Branch president John Paulin (left) and Poppy Fund co-chair Wayne Tedder display one of the collection boxes. Photo by Mike Chouinard

Branch president John Paulin (left) and Poppy Fund co-chair Wayne Tedder display one of the collection boxes. Photo by Mike Chouinard

Someone stealing Poppy Fund donation boxes in Island community

Comox Legion branch reports seven collection boxes taken this past week

Someone is making off with the white boxes a Vancouver Island Legion branch uses to collect for its Poppy Fund.

Last week, five of the boxes were taken from locations around the community, sometime between Tuesday and Friday. As of Monday, two more had been taken. Locations include Tim Hortons, Quality Foods, the Pharmasave and the recycling depot on Anderton Road.

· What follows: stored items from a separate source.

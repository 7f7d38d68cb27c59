//! Local transaction signer for managed wallet accounts.
//!
//! Produces EIP-155 protected legacy transactions with alloy. The request must
//! already be complete: chain id, nonce, gas limit and gas price are all part
//! of the signed payload.

use crate::wallet::parse_signer;
use crate::{SigningError, TransactionSigner};
use alloy::consensus::{SignableTransaction, TxEnvelope, TxLegacy};
use alloy::eips::eip2718::Encodable2718;
use alloy::network::TxSignerSync;
use alloy::primitives::{keccak256, TxKind};
use async_trait::async_trait;
use txflow_types::{PrivateKey, SignedTransaction, TransactionRequest};

/// Signs with the private key handed in by the submission operation.
#[derive(Debug, Clone, Copy, Default)]
pub struct LocalTransactionSigner;

impl LocalTransactionSigner {
	/// Synchronous signing; the async trait method delegates here.
	pub fn sign_with_key(
		&self,
		request: &TransactionRequest,
		private_key: &PrivateKey,
	) -> Result<SignedTransaction, SigningError> {
		let signer = parse_signer(private_key)?;

		if let Some(from) = request.from {
			if from != signer.address() {
				return Err(SigningError::Failed(format!(
					"key controls {} but request is from {}",
					signer.address(),
					from
				)));
			}
		}

		let mut tx = TxLegacy {
			chain_id: Some(request.chain_id.ok_or(SigningError::MissingField("chainId"))?),
			nonce: request.nonce.ok_or(SigningError::MissingField("nonce"))?,
			gas_price: request
				.gas_price
				.ok_or(SigningError::MissingField("gasPrice"))?,
			gas_limit: request.gas.ok_or(SigningError::MissingField("gas"))?,
			to: request.to.map(TxKind::Call).unwrap_or(TxKind::Create),
			value: request.value.unwrap_or_default(),
			input: request.data.clone().unwrap_or_default(),
		};

		let signature = signer
			.sign_transaction_sync(&mut tx)
			.map_err(|e| SigningError::Failed(e.to_string()))?;
		let envelope = TxEnvelope::from(tx.into_signed(signature));
		let raw = envelope.encoded_2718();

		Ok(SignedTransaction {
			transaction_hash: keccak256(&raw),
			raw_transaction: raw.into(),
			request: request.clone(),
		})
	}
}

#[async_trait]
impl TransactionSigner for LocalTransactionSigner {
	async fn sign(
		&self,
		request: &TransactionRequest,
		private_key: Option<&PrivateKey>,
	) -> Result<SignedTransaction, SigningError> {
		let key = private_key.ok_or(SigningError::MissingKey)?;
		let signed = self.sign_with_key(request, key)?;
		tracing::debug!(tx_hash = %signed.transaction_hash, "Signed transaction locally");
		Ok(signed)
	}
}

“They seem to be targeting the higher-volume places,” says Wayne Tedder, co-chair of the Comox Legion Branch #160 Poppy Fund.

He figures the culprits are taking advantage of busy work environments where staff might not notice immediately that collection boxes have gone missing. They do have video of a culprit from one of the locations, and RCMP have also been notified of the incidents.

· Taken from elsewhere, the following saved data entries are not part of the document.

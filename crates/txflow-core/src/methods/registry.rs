//! Static method registry.

use txflow_types::MethodDescriptor;

pub const GET_BLOCK_NUMBER: MethodDescriptor = MethodDescriptor::call("eth_blockNumber", 0);
pub const GET_CHAIN_ID: MethodDescriptor = MethodDescriptor::call("eth_chainId", 0);
pub const GET_GAS_PRICE: MethodDescriptor = MethodDescriptor::call("eth_gasPrice", 0);
pub const GET_TRANSACTION_COUNT: MethodDescriptor =
	MethodDescriptor::call("eth_getTransactionCount", 2);
pub const GET_TRANSACTION_RECEIPT: MethodDescriptor =
	MethodDescriptor::call("eth_getTransactionReceipt", 1);
pub const GET_BALANCE: MethodDescriptor = MethodDescriptor::call("eth_getBalance", 2);
pub const GET_BLOCK_BY_NUMBER: MethodDescriptor = MethodDescriptor::call("eth_getBlockByNumber", 2);
pub const ESTIMATE_GAS: MethodDescriptor = MethodDescriptor::call("eth_estimateGas", 1);
pub const CALL: MethodDescriptor = MethodDescriptor::call("eth_call", 2);
pub const SEND_RAW_TRANSACTION: MethodDescriptor =
	MethodDescriptor::send("eth_sendRawTransaction", 1);
pub const SEND_TRANSACTION: MethodDescriptor =
	MethodDescriptor::send_transaction("eth_sendTransaction", 1);

/// Public method names and their descriptors.
pub const METHODS: &[(&str, MethodDescriptor)] = &[
	("getBlockNumber", GET_BLOCK_NUMBER),
	("getChainId", GET_CHAIN_ID),
	("getGasPrice", GET_GAS_PRICE),
	("getTransactionCount", GET_TRANSACTION_COUNT),
	("getTransactionReceipt", GET_TRANSACTION_RECEIPT),
	("getBalance", GET_BALANCE),
	("getBlockByNumber", GET_BLOCK_BY_NUMBER),
	("estimateGas", ESTIMATE_GAS),
	("call", CALL),
	("sendRawTransaction", SEND_RAW_TRANSACTION),
	("sendTransaction", SEND_TRANSACTION),
];

pub fn lookup(name: &str) -> Option<MethodDescriptor> {
	METHODS
		.iter()
		.find(|(method, _)| *method == name)
		.map(|(_, descriptor)| *descriptor)
}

The legion branch does not know exactly how much money the person or persons responsible took, but they estimate it could be a couple of hundred dollars.

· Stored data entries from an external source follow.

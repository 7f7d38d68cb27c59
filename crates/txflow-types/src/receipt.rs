//! Transaction receipt types.
//!
//! Receipts are the node's record of a transaction's inclusion. They are
//! absent until the transaction is mined and are never modified afterwards by
//! this crate.

use alloy::primitives::{Address, Bytes, B256};
use serde::{Deserialize, Serialize};

/// Event log emitted during transaction execution.
#[derive(Debug, Clone, PartialEq, Eq, Serialize, Deserialize)]
#[serde(rename_all = "camelCase")]
pub struct Log {
	/// Contract address that emitted the log.
	pub address: Address,
	/// Indexed event parameters.
	#[serde(default)]
	pub topics: Vec<B256>,
	/// Non-indexed event data.
	#[serde(default)]
	pub data: Bytes,
}

/// Transaction receipt as returned by `eth_getTransactionReceipt`.
#[derive(Debug, Clone, PartialEq, Eq, Serialize, Deserialize)]
#[serde(rename_all = "camelCase")]
pub struct TransactionReceipt {
	/// The hash of the transaction.
	pub transaction_hash: B256,
	/// The block number where the transaction was included.
	#[serde(default, with = "alloy::serde::quantity::opt")]
	pub block_number: Option<u64>,
	/// Hash of the including block. Pending receipts leave this empty.
	#[serde(default)]
	pub block_hash: Option<B256>,
	/// Execution status: `1` for success, `0` for failure. Nodes predating
	/// Byzantium omit it.
	#[serde(default, with = "alloy::serde::quantity::opt")]
	pub status: Option<u64>,
	/// Gas consumed by this transaction alone.
	#[serde(default, with = "alloy::serde::quantity::opt")]
	pub gas_used: Option<u64>,
	/// Sender.
	#[serde(default)]
	pub from: Option<Address>,
	/// Recipient, empty for contract creation.
	#[serde(default)]
	pub to: Option<Address>,
	/// Address of the created contract, if any.
	#[serde(default)]
	pub contract_address: Option<Address>,
	/// Event logs emitted during execution.
	#[serde(default)]
	pub logs: Vec<Log>,
}

impl TransactionReceipt {
	/// Whether the receipt belongs to a mined block.
	pub fn is_mined(&self) -> bool {
		self.block_hash.is_some()
	}

	/// Whether the node reported successful execution.
	///
	/// A missing status counts as success.
	pub fn succeeded(&self) -> bool {
		self.status.is_none_or(|status| status == 1)
	}
}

Comox Legion Branch #160 started collecting in late October for the program, placing the familiar white boxes in locations around the community. They have distributed at least 150 boxes throughout Comox.

“All these funds that come through the Poppy Fund go to help veterans,” Tedder says.

The money, explains branch president John Paulin, is important in providing some emergency funding for veterans in need, even if they are not Legion members. All communication is confidential. This might be used to purchase food cards from grocery stores or helps with bills, other expenses, even rent or housing, if a person is in a crisis and cannot wait for funds from a government agency.

“Even in this day and age, there are situations where they get financially distressed,” says Paulin.

The Legion also raises some money for a bursary program and sends a small percentage for Cockrell House in the Victoria area, which provides refuge and services for veterans who are homeless or under-housed. Some funding helps support transitional programming, especially important if a veteran is suffering from post-traumatic stress disorder. In general though, the money from the Poppy Fund stays in the community to help out those veterans most in need. There have even been occasions when the Legion has been contacted by Veterans Affairs to help out veterans with some money to bridge them through a crisis.

“They are very well-received,” Paulin said of the financial donations.

While the Comox Legion has typically lost the odd collection box over the years, Paulin does recall any theft on this scale in recent years.

“This has not happened in my time,” he said.

Tedder concurs, saying, “It’s a pretty rare event.”

The branch hopes they can find the person or persons responsible, but in the meantime, they have taken to checking the collection boxes more frequently to reduce the chance or extent of any further losses.

READ MORE: Woman gets punched in the face, has purse stolen outside Comox Mall

The Comox Valley Record called other local branches to see if there have been any recent thefts from Poppy Fund collection boxes. Cumberland Legion Branch #28 has not reported any issues. Courtenay Legion Branch #17 was not open on Monday.